EXERCISE – Reproduce the records exactly, beginning with their first line and ending with the line that contains "decides which start", and output nothing more.

#### INFORMATION GIVEN

//! # slot-engine
//!
//! Constraint engine for declaring personal weekly availability.
//!
//! Each weekday holds an ordered list of time slots. The engine decides which start
//! and end times a slot may take, rejects edits that would make slots overlap, and
//! derives the pixel layout used to draw slots on a 24-hour grid.
//!
//! ## Modules
//!
//! - [`time`] — `TimeOfDay` (minutes since midnight, `HH:MM` at the boundary)
//! - [`interval`] — `Interval`, the inclusive overlap rule, grid layout
//! - [`day`] — `DaySchedule`: legal time choices and slot mutations for one day
//! - [`week`] — `Weekday` and the serializable `WeeklySchedule`
//! - [`editor`] — `ScheduleEditor`: per-day `Empty → AwaitingWakeUp → HasSlots` session
//! - [`display`] — 12-hour rendering and grid row labels
//! - [`error`] — Error types

pub mod day;
pub mod display;
pub mod editor;
pub mod error;
pub mod interval;
pub mod time;
pub mod week;

pub use day::{AddOutcome, DaySchedule, SlotField};
pub use editor::{DayState, ScheduleEditor};
pub use error::SlotError;
pub use interval::{Interval, Layout};
pub use time::TimeOfDay;
pub use week::{Weekday, WeeklySchedule};
//! The seven weekdays and the weekly availability map.
//!
//! `WeeklySchedule` always holds all seven days. It serializes to a JSON object keyed
//! by the full weekday name, each value the day's slot array:
//!
//! ```json
//! {"Monday":[{"start":"00:00","end":"07:00"}],"Tuesday":[],...}
//! ```

use std::fmt;
use std::str::FromStr;

use serde::{Deserialize, Serialize};

use crate::day::DaySchedule;
use crate::error::{Result, SlotError};

#[derive(Debug, Clone, Copy, PartialEq, Eq, PartialOrd, Ord, Hash)]
pub enum Weekday {
    Monday,
    Tuesday,
    Wednesday,
    Thursday,
    Friday,
    Saturday,
    Sunday,
}

impl Weekday {
    /// All weekdays, Monday first.
    pub const ALL: [Weekday; 7] = [
        Weekday::Monday,
        Weekday::Tuesday,
        Weekday::Wednesday,
        Weekday::Thursday,
        Weekday::Friday,
        Weekday::Saturday,
        Weekday::Sunday,
    ];

    pub fn name(self) -> &'static str {
        match self {
            Weekday::Monday => "Monday",
            Weekday::Tuesday => "Tuesday",
            Weekday::Wednesday => "Wednesday",
            Weekday::Thursday => "Thursday",
            Weekday::Friday => "Friday",
            Weekday::Saturday => "Saturday",
            Weekday::Sunday => "Sunday",
        }
    }

    /// Position in the week, Monday = 0.
    pub fn index(self) -> usize {
        self as usize
    }
}

impl fmt::Display for Weekday {
    fn fmt(&self, f: &mut fmt::Formatter<'_>) -> fmt::Result {
        f.write_str(self.name())
    }
}

impl FromStr for Weekday {
    type Err = SlotError;

    /// Accepts full names and three-letter abbreviations, case-insensitively.
    fn from_str(s: &str) -> Result<Self> {
        let lower = s.trim().to_ascii_lowercase();
        Weekday::ALL
            .into_iter()
            .find(|day| {
                let name = day.name().to_ascii_lowercase();
                lower == name || lower == name[..3]
            })
            .ok_or_else(|| SlotError::InvalidWeekday(s.to_string()))
    }
}

impl From<chrono::Weekday> for Weekday {
    fn from(day: chrono::Weekday) -> Self {
        Weekday::ALL[day.num_days_from_monday() as usize]
    }
}

impl From<Weekday> for chrono::Weekday {
    fn from(day: Weekday) -> Self {
        match day {
            Weekday::Monday => chrono::Weekday::Mon,
            Weekday::Tuesday => chrono::Weekday::Tue,
            Weekday::Wednesday => chrono::Weekday::Wed,
            Weekday::Thursday => chrono::Weekday::Thu,
            Weekday::Friday => chrono::Weekday::Fri,
            Weekday::Saturday => chrono::Weekday::Sat,
            Weekday::Sunday => chrono::Weekday::Sun,
        }
    }
}

/// A week of availability: one [`DaySchedule`] per weekday.
///
/// Days missing from serialized input come back empty.
#[derive(Debug, Clone, Default, PartialEq, Eq, Serialize, Deserialize)]
#[serde(rename_all = "PascalCase", default)]
pub struct WeeklySchedule {
    monday: DaySchedule,
    tuesday: DaySchedule,
    wednesday: DaySchedule,
    thursday: DaySchedule,
    friday: DaySchedule,
    saturday: DaySchedule,
    sunday: DaySchedule,
}

impl WeeklySchedule {
    /// A schedule with all seven days empty.
    pub fn new() -> Self {
        Self::default()
    }

    pub fn day(&self, day: Weekday) -> &DaySchedule {
        match day {
            Weekday::Monday => &self.monday,
            Weekday::Tuesday => &self.tuesday,
            Weekday::Wednesday => &self.wednesday,
            Weekday::Thursday => &self.thursday,
            Weekday::Friday => &self.friday,
            Weekday::Saturday => &self.saturday,
            Weekday::Sunday => &self.sunday,
        }
    }

    pub fn day_mut(&mut self, day: Weekday) -> &mut DaySchedule {
        match day {
            Weekday::Monday => &mut self.monday,
            Weekday::Tuesday => &mut self.tuesday,
            Weekday::Wednesday => &mut self.wednesday,
            Weekday::Thursday => &mut self.thursday,
            Weekday::Friday => &mut self.friday,
            Weekday::Saturday => &mut self.saturday,
            Weekday::Sunday => &mut self.sunday,
        }
    }

    /// Iterate days in week order, Monday first.
    pub fn iter(&self) -> impl Iterator<Item = (Weekday, &DaySchedule)> + '_ {
        Weekday::ALL.into_iter().map(move |day| (day, self.day(day)))
    }

    /// Total number of slots across the week.
    pub fn slot_count(&self) -> usize {
        self.iter().map(|(_, day)| day.len()).sum()
    }

    /// Check every day's invariants, naming the first offending day.
    pub fn validate(&self) -> Result<()> {
        for (weekday, day) in self.iter() {
            day.validate().map_err(|e| match e {
                SlotError::InvalidSchedule(msg) => SlotError::InvalidSchedule(format!("{weekday}: {msg}")),
                other => other,
            })?;
        }
        Ok(())
    }

    pub fn to_json(&self) -> Result<String> {
        serde_json::to_string(self).map_err(|e| SlotError::InvalidSchedule(e.to_string()))
    }

    pub fn to_json_pretty(&self) -> Result<String> {
        serde_json::to_string_pretty(self).map_err(|e| SlotError::InvalidSchedule(e.to_string()))
    }

    /// Parse and validate a schedule produced by [`to_json`](Self::to_json).
    pub fn from_json(json: &str) -> Result<Self> {
        let schedule: Self =
            serde_json::from_str(json).map_err(|e| SlotError::InvalidSchedule(e.to_string()))?;
        schedule.validate()?;
        Ok(schedule)
    }
}
//! An interactive editing session over one [`WeeklySchedule`].
//!
//! Each day moves through a small state machine:
//!
//! ```text
//! Empty --add_slot--> AwaitingWakeUp --set_wake_up_time--> HasSlots
//!   ^                      |                                  |
//!   +----cancel_wake_up----+        remove_slot (last one) ---+
//! ```
//!
//! `HasSlots` accepts `add_slot`, `update_slot` and `remove_slot`. There is no
//! terminal state.

use crate::day::{AddOutcome, DaySchedule, SlotField};
use crate::error::{Result, SlotError};
use crate::interval::Interval;
use crate::time::TimeOfDay;
use crate::week::{Weekday, WeeklySchedule};

/// Editing state of a single day.
#[derive(Debug, Clone, Copy, PartialEq, Eq)]
pub enum DayState {
    Empty,
    AwaitingWakeUp,
    HasSlots,
}

/// Owns the schedule for one session and enforces the per-day state machine.
#[derive(Debug, Clone, Default)]
pub struct ScheduleEditor {
    schedule: WeeklySchedule,
    awaiting_wake_up: [bool; 7],
}

impl ScheduleEditor {
    /// Start a session with an empty week.
    pub fn new() -> Self {
        Self::default()
    }

    /// Resume editing a previously exported schedule. No day is awaiting a wake-up time.
    pub fn from_schedule(schedule: WeeklySchedule) -> Self {
        Self {
            schedule,
            awaiting_wake_up: [false; 7],
        }
    }

    pub fn state(&self, day: Weekday) -> DayState {
        if !self.schedule.day(day).is_empty() {
            DayState::HasSlots
        } else if self.awaiting_wake_up[day.index()] {
            DayState::AwaitingWakeUp
        } else {
            DayState::Empty
        }
    }

    pub fn day(&self, day: Weekday) -> &DaySchedule {
        self.schedule.day(day)
    }

    /// Add a slot to `day`. An empty day enters `AwaitingWakeUp` instead.
    pub fn add_slot(&mut self, day: Weekday) -> Result<AddOutcome> {
        let outcome = self.schedule.day_mut(day).add_slot().inspect_err(|e| {
            tracing::warn!(%day, error = %e, "add slot rejected");
        })?;
        if outcome == AddOutcome::AwaitingWakeUp {
            tracing::debug!(%day, "awaiting wake-up time");
            self.awaiting_wake_up[day.index()] = true;
        }
        Ok(outcome)
    }

    /// Complete the two-phase add on an empty day: the first slot becomes `00:00-time`.
    pub fn set_wake_up_time(&mut self, day: Weekday, time: TimeOfDay) -> Result<Interval> {
        if self.state(day) != DayState::AwaitingWakeUp {
            return Err(SlotError::NotAwaitingWakeUp(day));
        }
        let slot = self.schedule.day_mut(day).set_wake_up_time(time)?;
        self.awaiting_wake_up[day.index()] = false;
        Ok(slot)
    }

    /// Leave `AwaitingWakeUp` without choosing a time. No-op in any other state.
    pub fn cancel_wake_up(&mut self, day: Weekday) {
        self.awaiting_wake_up[day.index()] = false;
    }

    pub fn update_slot(
        &mut self,
        day: Weekday,
        index: usize,
        field: SlotField,
        value: TimeOfDay,
    ) -> Result<Interval> {
        self.schedule.day_mut(day).update_slot(index, field, value)
    }

    /// Remove a slot. Removing the last one returns the day to `Empty`.
    pub fn remove_slot(&mut self, day: Weekday, index: usize) -> Interval {
        self.schedule.day_mut(day).remove_slot(index)
    }

    pub fn legal_start_times(&self, day: Weekday, index: usize) -> Vec<TimeOfDay> {
        self.schedule.day(day).legal_start_times(index)
    }

    pub fn legal_end_times(&self, day: Weekday, index: usize, start: TimeOfDay) -> Vec<TimeOfDay> {
        self.schedule.day(day).legal_end_times(index, start)
    }

    pub fn wake_up_times(&self, day: Weekday) -> Vec<TimeOfDay> {
        self.schedule.day(day).wake_up_times()
    }

    /// The whole week, ready for a persistence layer. Logged for diagnostics.
    pub fn export_schedule(&self) -> &WeeklySchedule {
        tracing::info!(
            slots = self.schedule.slot_count(),
            schedule = ?self.schedule,
            "exporting weekly availability"
        );
        &self.schedule
    }

    /// End the session, handing the schedule over.
    pub fn into_schedule(self) -> WeeklySchedule {
        self.schedule
    }
}
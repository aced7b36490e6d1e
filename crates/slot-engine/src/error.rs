//! Error types for slot-engine operations.

use thiserror::Error;

use crate::interval::Interval;
use crate::week::Weekday;

#[derive(Error, Debug, Clone, PartialEq, Eq)]
pub enum SlotError {
    /// A mutation would make two slots of the same day overlap.
    /// The schedule is left untouched.
    #[error("time slot {candidate} would overlap slot {conflict_index} ({conflict}); choose a different time")]
    OverlapRejected {
        candidate: Interval,
        conflict_index: usize,
        conflict: Interval,
    },

    #[error("time slot must end after it starts (got {start}-{end})")]
    EmptyInterval { start: String, end: String },

    #[error("Invalid time: {0}")]
    InvalidTime(String),

    #[error("no room left for another slot after {0}")]
    DayFull(String),

    #[error("wake-up time is already set to {0}")]
    WakeUpAlreadySet(String),

    #[error("day already has {0} slot(s); a wake-up time can only start an empty day")]
    DayHasSlots(usize),

    #[error("the wake-up slot always starts at 00:00")]
    FixedWakeUpStart,

    #[error("{0} is not waiting for a wake-up time")]
    NotAwaitingWakeUp(Weekday),

    #[error("Invalid weekday: {0}")]
    InvalidWeekday(String),

    #[error("Invalid slot field: {0} (expected 'start' or 'end')")]
    InvalidField(String),

    #[error("Invalid schedule: {0}")]
    InvalidSchedule(String),
}

pub type Result<T> = std::result::Result<T, SlotError>;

########

TASK RESULT –
//! # slot-engine
//!
//! Constraint engine for declaring personal weekly availability.
//!
//! Each weekday holds an ordered list of time slots. The engine decides which start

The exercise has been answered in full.